9月27日から始まった梅田芸術劇場主催のミュージカル『CHESS』。驚くことばかりだったが、最初に驚いたのが『昭和天皇の玉音放送』を流したことだ。
欧州の戦争と、太平洋戦争は、ほぼ同時に始まっただけで「第二次世界大戦」とされているが、アジアの戦争と、ヨーロッパの戦争では目的も戦い方も違う。
『CHESS』は欧州発のミュージカルだ。ティム・ライスも、ベニーも、とりわけ〝リベラル派〟で有名なビヨルンも、果たして『昭和天皇の玉音放送』をエンターテインメントに入れ込むことを「良し」とするだろうか?荻田という監督の頭の構造を疑った。
米ソ冷戦が終わり、今では世界で上演されている『CHESS』は、よりエンターテインメント色を強めている。それに比して、荻田氏の演出には真逆を行っている。

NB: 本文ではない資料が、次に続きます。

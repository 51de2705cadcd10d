//! Error types for the controller.
//!
//! Defines the error taxonomy with classification for retry behavior.

use std::time::Duration;
use thiserror::Error;

/// Error type for controller operations
#[derive(Error, Debug)]
pub enum Error {
    /// Kubernetes API error that has no more specific classification
    #[error("Kubernetes API error: {0}")]
    Kube(#[from] kube::Error),

    /// Object is absent from the store
    #[error("{kind} {name} not found")]
    NotFound { kind: String, name: String },

    /// Create of an object that already exists
    #[error("{kind} {name} already exists")]
    AlreadyExists { kind: String, name: String },

    /// Optimistic-concurrency collision on write
    #[error("conflict writing {kind} {name}")]
    Conflict { kind: String, name: String },

    /// Conflicts kept occurring after re-fetching the object
    #[error("gave up writing {kind} {name} after {attempts} conflicting attempts")]
    ConflictExhausted {
        kind: String,
        name: String,
        attempts: u32,
    },

    /// Network failure, timeout or server-side error that should be retried
    #[error("Transient error: {0}")]
    Transient(String),

    /// Removing a member would leave the group without a majority
    #[error("Quorum at risk: {0}")]
    QuorumRisk(String),

    /// Desired state violates an invariant
    #[error("Invalid spec: {0}")]
    SpecInvalid(String),

    /// Missing required field in resource
    #[error("Missing required field: {0}")]
    MissingField(String),

    /// Operator configuration could not be loaded
    #[error("Configuration error: {0}")]
    Config(String),

    /// Serialization error
    #[error("Serialization error: {0}")]
    Serialization(#[from] serde_json::Error),
}

impl Error {
    /// Build a `NotFound` for an object kind and name
    pub fn not_found(kind: impl Into<String>, name: impl Into<String>) -> Self {
        Error::NotFound {
            kind: kind.into(),
            name: name.into(),
        }
    }

    /// Classify a kube error for the object it was returned for.
    pub fn from_kube(err: kube::Error, kind: &str, name: &str) -> Self {
        match &err {
            kube::Error::Api(resp) if resp.code == 404 => Error::not_found(kind, name),
            kube::Error::Api(resp) if resp.code == 409 && resp.reason == "AlreadyExists" => {
                Error::AlreadyExists {
                    kind: kind.to_string(),
                    name: name.to_string(),
                }
            }
            kube::Error::Api(resp) if resp.code == 409 => Error::Conflict {
                kind: kind.to_string(),
                name: name.to_string(),
            },
            kube::Error::Api(resp) if resp.code >= 500 || resp.code == 429 => {
                Error::Transient(format!("{kind} {name}: {}", resp.message))
            }
            kube::Error::Service(_) | kube::Error::HyperError(_) => {
                Error::Transient(format!("{kind} {name}: {err}"))
            }
            _ => Error::Kube(err),
        }
    }

    /// Check if this error indicates a not-found condition
    pub fn is_not_found(&self) -> bool {
        match self {
            Error::NotFound { .. } => true,
            Error::Kube(kube::Error::Api(e)) => e.code == 404,
            _ => false,
        }
    }

    /// Check if this error is an optimistic-concurrency conflict
    pub fn is_conflict(&self) -> bool {
        matches!(self, Error::Conflict { .. })
    }

    /// Check if this error should be retried
    pub fn is_retryable(&self) -> bool {
        match self {
            Error::Kube(e) => {
                // Retry on network errors, rate limiting, and server errors
                matches!(
                    e,
                    kube::Error::Api(api_err) if api_err.code >= 500 || api_err.code == 429
                ) || matches!(e, kube::Error::Service(_))
            }
            Error::Transient(_) | Error::Conflict { .. } => true,
            Error::NotFound { .. }
            | Error::AlreadyExists { .. }
            | Error::ConflictExhausted { .. }
            | Error::QuorumRisk(_)
            | Error::SpecInvalid(_)
            | Error::MissingField(_)
            | Error::Config(_)
            | Error::Serialization(_) => false,
        }
    }

    /// Get the recommended requeue duration for this error
    pub fn requeue_after(&self) -> Duration {
        match self {
            Error::QuorumRisk(_) => Duration::from_secs(15),
            Error::SpecInvalid(_) => Duration::from_secs(300),
            _ if self.is_retryable() => Duration::from_secs(5),
            _ => Duration::from_secs(60),
        }
    }
}

/// Result type alias for controller operations
pub type Result<T> = std::result::Result<T, Error>;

荻田と言う「個人のイデオロギー」を、30年も続いている『CHESS』に入れることは、観客はもちろんのこと、演じている俳優陣も〝同罪〟と思われても仕方なくなってしまう。CASTが可愛そうだ。
世界で演じられている『CHESS』のビデオは、ティム・ライス事務所から梅田芸術劇場にも来ている。結局は観ていないか、観ていても無視し「個人色の強い『CHESS』」を作りたくてしかたないのだ。
今後は梅田芸術劇場主催の『CHESS』は日本公演とせず、「梅田芸術ヴァージョン」とさせていただきたい。残念だ。。。